Wind-powered electricity generation photo-thermal power station association system capacity optimization method provided by the invention based on wind light mutual complementing characteristic, to consider After photo-thermal power station cost of electricity-generating economy it is big it is excellent be optimization aim, and comprehensively considered the grid-connected power swing of combined generating system, The factors such as system power supply reliability.The present invention has fully considered that photo-thermal power station power output to the control characteristic of wind power output, alleviates The influence that wind electricity volatility generates power grid can effectively facilitate the consumption of wind energy and solar energy.

Detailed description of the invention

Fig. 1 is the wind-powered electricity generation photo-thermal power station association system capacity optimization method institute provided by the invention based on wind light mutual complementing characteristic The photo-thermal power station schematic diagram of application.

Specific embodiment

In the following with reference to the drawings and specific embodiments to the wind-powered electricity generation photo-thermal power station provided by the invention based on wind light mutual complementing characteristic Association system capacity optimization method is described in detail.

Wind-powered electricity generation photo-thermal power station association system capacity optimization method provided by the invention based on wind light mutual complementing characteristic includes pressing The following steps that sequence carries out:

Annual 8760 hours solar radiations, wind speed and Wind turbines installed capacity numbers in step 1, acquisition planning region According to, load data；

Step 2 is divided using power producing characteristics of the data obtained in step 1 to wind-powered electricity generation photo-thermal power station combined generating system Analysis；

The analysis of 2.1 Wind turbines power producing characteristics.

The power output of Wind turbines determines by the output characteristics of mean wind speed and blower at fan shaft height, t moment Output power be shown below:

In formula, P_WIt (t) is the output power of t moment Wind turbines, P_RFor Wind turbines rated power, v (t) is t moment wind Speed, v_cFor Wind turbines threshold wind velocity, v_RFor Wind turbines rated wind speed, v_FWind speed is truncated for Wind turbines.

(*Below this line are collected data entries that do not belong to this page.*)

// SPDX-FileCopyrightText: 2025-2026 Zexin Yuan <aim@yzx9.xyz>
//
// SPDX-License-Identifier: Apache-2.0

//! Event flags and the single-letter prefix codes that encode them.
//!
//! Flags fall into three families:
//!
//! - type flags, which say *why* the time is taken. At most one of them is
//!   active for an event, picked by [`TypeFlag`] priority, and an event
//!   without any counts as a holiday;
//! - half-day flags (`half_am`, `half_pm`), where having both is the same as
//!   having neither;
//! - location flags (`onsite`, `no_fly`, `can_fly`), which are display-only.

use std::fmt;

use strum::IntoEnumIterator;

/// Letter table shared by the parser and the formatter, in canonical output order.
const LETTER_TABLE: [(char, Flag); 12] = [
    ('a', Flag::HalfAm),
    ('p', Flag::HalfPm),
    ('b', Flag::Business),
    ('e', Flag::Weekend),
    ('h', Flag::Birthday),
    ('i', Flag::Ill),
    ('k', Flag::In),
    ('s', Flag::Course),
    ('u', Flag::Other),
    ('w', Flag::Onsite),
    ('n', Flag::NoFly),
    ('f', Flag::CanFly),
];

/// A single event flag.
#[derive(
    Debug,
    Clone,
    Copy,
    PartialEq,
    Eq,
    Hash,
    PartialOrd,
    Ord,
    strum::Display,
    strum::EnumString,
    strum::IntoStaticStr,
    strum::EnumIter,
)]
#[strum(serialize_all = "snake_case")]
#[cfg_attr(
    feature = "serde",
    derive(serde::Serialize, serde::Deserialize),
    serde(rename_all = "snake_case")
)]
pub enum Flag {
    /// Morning off (`a`).
    HalfAm,

    /// Afternoon off (`p`).
    HalfPm,

    /// Business trip (`b`).
    Business,

    /// Weekend duty (`e`).
    Weekend,

    /// Birthday (`h`).
    Birthday,

    /// Sick leave (`i`).
    Ill,

    /// In the office (`k`).
    In,

    /// Course or training (`s`).
    Course,

    /// Any other absence (`u`).
    Other,

    /// On site at a customer (`w`).
    Onsite,

    /// Not allowed to fly (`n`).
    NoFly,

    /// Allowed to fly (`f`).
    CanFly,

    /// Implicit default type, never written as a letter.
    Holiday,
}

impl Flag {
    /// Looks up the flag for a prefix letter. Letters are matched
    /// case-insensitively.
    #[must_use]
    pub fn from_letter(letter: char) -> Option<Self> {
        let letter = letter.to_ascii_lowercase();
        LETTER_TABLE
            .iter()
            .find(|(c, _)| *c == letter)
            .map(|(_, flag)| *flag)
    }

    /// The prefix letter of this flag, `None` for [`Flag::Holiday`].
    #[must_use]
    pub fn letter(self) -> Option<char> {
        LETTER_TABLE
            .iter()
            .find(|(_, flag)| *flag == self)
            .map(|(c, _)| *c)
    }

    /// The family this flag belongs to.
    #[must_use]
    pub const fn family(self) -> FlagFamily {
        match self {
            Self::HalfAm | Self::HalfPm => FlagFamily::HalfDay,
            Self::Onsite | Self::NoFly | Self::CanFly => FlagFamily::Location,
            Self::Business
            | Self::Weekend
            | Self::Birthday
            | Self::Ill
            | Self::In
            | Self::Course
            | Self::Other
            | Self::Holiday => FlagFamily::Type,
        }
    }

    /// The type category of this flag, if it is a type flag.
    #[must_use]
    pub const fn type_flag(self) -> Option<TypeFlag> {
        match self {
            Self::Business => Some(TypeFlag::Business),
            Self::Weekend => Some(TypeFlag::Weekend),
            Self::Birthday => Some(TypeFlag::Birthday),
            Self::Ill => Some(TypeFlag::Ill),
            Self::In => Some(TypeFlag::In),
            Self::Course => Some(TypeFlag::Course),
            Self::Other => Some(TypeFlag::Other),
            Self::Holiday => Some(TypeFlag::Holiday),
            Self::HalfAm | Self::HalfPm | Self::Onsite | Self::NoFly | Self::CanFly => None,
        }
    }
}

/// Flag families, see the module documentation.
#[derive(Debug, Clone, Copy, PartialEq, Eq)]
pub enum FlagFamily {
    /// Mutually exclusive category flags.
    Type,

    /// `half_am` and `half_pm`.
    HalfDay,

    /// Display-only location flags.
    Location,
}

/// The category an event counts toward.
///
/// Variants are declared in priority order, so `Ord` gives the priority:
/// a smaller value wins. [`TypeFlag::Holiday`] is the default when an event
/// has no type flag at all.
#[derive(
    Debug,
    Default,
    Clone,
    Copy,
    PartialEq,
    Eq,
    Hash,
    PartialOrd,
    Ord,
    strum::Display,
    strum::EnumString,
    strum::IntoStaticStr,
    strum::EnumIter,
)]
#[strum(serialize_all = "snake_case")]
#[cfg_attr(
    feature = "serde",
    derive(serde::Serialize, serde::Deserialize),
    serde(rename_all = "snake_case")
)]
pub enum TypeFlag {
    /// Business trip.
    Business,

    /// Weekend duty.
    Weekend,

    /// Birthday.
    Birthday,

    /// Sick leave.
    Ill,

    /// Course or training.
    Course,

    /// In the office.
    In,

    /// Any other absence.
    Other,

    /// Plain holiday, the default.
    #[default]
    Holiday,
}

impl TypeFlag {
    /// All categories in priority order.
    pub fn all() -> impl Iterator<Item = Self> {
        Self::iter()
    }

    /// The flag representing this category.
    #[must_use]
    pub const fn flag(self) -> Flag {
        match self {
            Self::Business => Flag::Business,
            Self::Weekend => Flag::Weekend,
            Self::Birthday => Flag::Birthday,
            Self::Ill => Flag::Ill,
            Self::Course => Flag::Course,
            Self::In => Flag::In,
            Self::Other => Flag::Other,
            Self::Holiday => Flag::Holiday,
        }
    }
}

/// Duration of an event day, derived from the half-day flags.
#[derive(Debug, Default, Clone, Copy, PartialEq, Eq, strum::Display, strum::IntoStaticStr)]
#[strum(serialize_all = "snake_case")]
#[cfg_attr(
    feature = "serde",
    derive(serde::Serialize, serde::Deserialize),
    serde(rename_all = "snake_case")
)]
pub enum HalfDay {
    /// The whole day, also when both half-day flags are set.
    #[default]
    Full,

    /// Only the morning.
    Morning,

    /// Only the afternoon.
    Afternoon,
}

impl HalfDay {
    /// How much of a day counts toward statistics.
    #[must_use]
    pub const fn factor(self) -> f64 {
        match self {
            Self::Full => 1.0,
            Self::Morning | Self::Afternoon => 0.5,
        }
    }

    /// The flag that encodes this duration, `None` for a full day.
    #[must_use]
    pub const fn flag(self) -> Option<Flag> {
        match self {
            Self::Full => None,
            Self::Morning => Some(Flag::HalfAm),
            Self::Afternoon => Some(Flag::HalfPm),
        }
    }
}

/// An ordered list of flags without duplicates.
///
/// The order is the order in which flags were written; the formatter emits
/// them in table order regardless.
#[derive(Debug, Default, Clone, PartialEq, Eq, Hash)]
#[cfg_attr(
    feature = "serde",
    derive(serde::Serialize, serde::Deserialize),
    serde(transparent)
)]
pub struct Flags(Vec<Flag>);

impl Flags {
    /// Creates an empty flag list.
    #[must_use]
    pub const fn new() -> Self {
        Self(Vec::new())
    }

    /// Appends `flag` unless it is already present.
    pub fn insert(&mut self, flag: Flag) {
        if !self.0.contains(&flag) {
            self.0.push(flag);
        }
    }

    /// Whether `flag` is present.
    #[must_use]
    pub fn contains(&self, flag: Flag) -> bool {
        self.0.contains(&flag)
    }

    /// Iterates over the flags in stored order.
    pub fn iter(&self) -> impl Iterator<Item = Flag> + '_ {
        self.0.iter().copied()
    }

    /// The flags as a slice.
    #[must_use]
    pub fn as_slice(&self) -> &[Flag] {
        &self.0
    }

    /// Number of flags.
    #[must_use]
    pub fn len(&self) -> usize {
        self.0.len()
    }

    /// Whether there are no flags.
    #[must_use]
    pub fn is_empty(&self) -> bool {
        self.0.is_empty()
    }

    /// Returns the normalized flags, see [`normalize_event_flags`].
    #[must_use]
    pub fn normalized(&self) -> Self {
        Self(normalize_event_flags(&self.0))
    }

    /// Type categories present, in stored order. The implicit holiday is
    /// only included when it is stored.
    pub fn type_flags(&self) -> impl Iterator<Item = TypeFlag> + '_ {
        self.iter().filter_map(Flag::type_flag)
    }

    /// The active category: the highest-priority type flag present, or
    /// [`TypeFlag::Holiday`] when there is none.
    #[must_use]
    pub fn primary_type(&self) -> TypeFlag {
        self.type_flags().min().unwrap_or_default()
    }

    /// Half-day duration. Both `half_am` and `half_pm` cancel out.
    #[must_use]
    pub fn half_day(&self) -> HalfDay {
        match (self.contains(Flag::HalfAm), self.contains(Flag::HalfPm)) {
            (true, false) => HalfDay::Morning,
            (false, true) => HalfDay::Afternoon,
            _ => HalfDay::Full,
        }
    }

    /// Location flags present, in stored order.
    pub fn locations(&self) -> impl Iterator<Item = Flag> + '_ {
        self.iter().filter(|f| f.family() == FlagFamily::Location)
    }

    /// The prefix letters in canonical table order. Holiday is skipped.
    #[must_use]
    pub fn prefix(&self) -> String {
        LETTER_TABLE
            .iter()
            .filter(|(_, flag)| self.contains(*flag))
            .map(|(c, _)| *c)
            .collect()
    }
}

impl FromIterator<Flag> for Flags {
    fn from_iter<T: IntoIterator<Item = Flag>>(iter: T) -> Self {
        let mut flags = Self::new();
        for flag in iter {
            flags.insert(flag);
        }
        flags
    }
}

impl From<Vec<Flag>> for Flags {
    fn from(value: Vec<Flag>) -> Self {
        value.into_iter().collect()
    }
}

impl<'a> IntoIterator for &'a Flags {
    type Item = Flag;
    type IntoIter = std::iter::Copied<std::slice::Iter<'a, Flag>>;

    fn into_iter(self) -> Self::IntoIter {
        self.0.iter().copied()
    }
}

impl fmt::Display for Flags {
    fn fmt(&self, f: &mut fmt::Formatter<'_>) -> fmt::Result {
        for (i, flag) in self.iter().enumerate() {
            if i > 0 {
                f.write_str(",")?;
            }
            write!(f, "{flag}")?;
        }
        Ok(())
    }
}

/// Maps each prefix letter to its flag and normalizes the result.
///
/// Unknown letters are dropped with a warning; parsing never fails.
#[must_use]
pub fn parse_prefix_flags(prefix: &str) -> Flags {
    let (flags, _) = decode_prefix(prefix);
    flags.normalized()
}

/// Decodes prefix letters without normalizing, also returning the letters
/// that are not in the table.
pub(crate) fn decode_prefix(prefix: &str) -> (Flags, Vec<char>) {
    let mut flags = Flags::new();
    let mut unknown = Vec::new();
    for letter in prefix.chars() {
        match Flag::from_letter(letter) {
            Some(flag) => flags.insert(flag),
            None => {
                tracing::warn!(%letter, prefix, "ignoring unknown flag letter");
                unknown.push(letter);
            }
        }
    }
    (flags, unknown)
}

/// Returns a new flag list with duplicates removed and [`Flag::Holiday`]
/// appended when no type flag is present.
///
/// Multiple type flags are kept as they are. Collapsing them is the job of
/// the editing path, see [`collapse_type_flags`]. The function is
/// idempotent.
#[must_use]
pub fn normalize_event_flags(flags: &[Flag]) -> Vec<Flag> {
    let mut out: Flags = flags.iter().copied().collect();
    if out.type_flags().next().is_none() {
        out.insert(Flag::Holiday);
    }
    out.0
}

/// Keeps only the highest-priority type flag, drops an explicit holiday and
/// normalizes.
///
/// This is the rule applied when a user edits an event, where exactly one
/// category can be selected.
#[must_use]
pub fn collapse_type_flags(flags: &[Flag]) -> Vec<Flag> {
    let primary = flags
        .iter()
        .filter_map(|f| f.type_flag())
        .filter(|t| *t != TypeFlag::Holiday)
        .min();

    let kept: Vec<Flag> = flags
        .iter()
        .copied()
        .filter(|f| match f.type_flag() {
            Some(t) => Some(t) == primary,
            None => true,
        })
        .collect();
    normalize_event_flags(&kept)
}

The analysis of 2.2 photo-thermal power station power producing characteristics

Typical photo-thermal power station structure is as shown in Figure 1, it mainly includes the light and heat collection system being arranged in heat collecting field, heat Exchange and hold over system, driven power generation system and auxiliary energy system.Wherein the light and heat collection system in heat collecting field receives the sun Radiation energy heats heat-conducting fluid, and solar radiant energy is converted to thermal energy.The thermal power that hold over system is received from heat collecting field are as follows:

Q_SF(t)=η_SFAI(t) (2)

In formula, Q_SFIt (t) is t moment hold over system from the received thermal power of heat collecting field；A is thermal-arrest scene in photo-thermal power station Product；I (t) is t moment normal direction direct projection irradiation level；η_SFFor photothermal conversion efficiency.Photo-thermal power station t moment output power such as following formula institute Show:

P_CSP(t)=(Q_SF(t)+Q_{TES_D}(t)η_{TES_D}-Q_{CSP_C}(t)-Q_curt(t))η_CSP (3)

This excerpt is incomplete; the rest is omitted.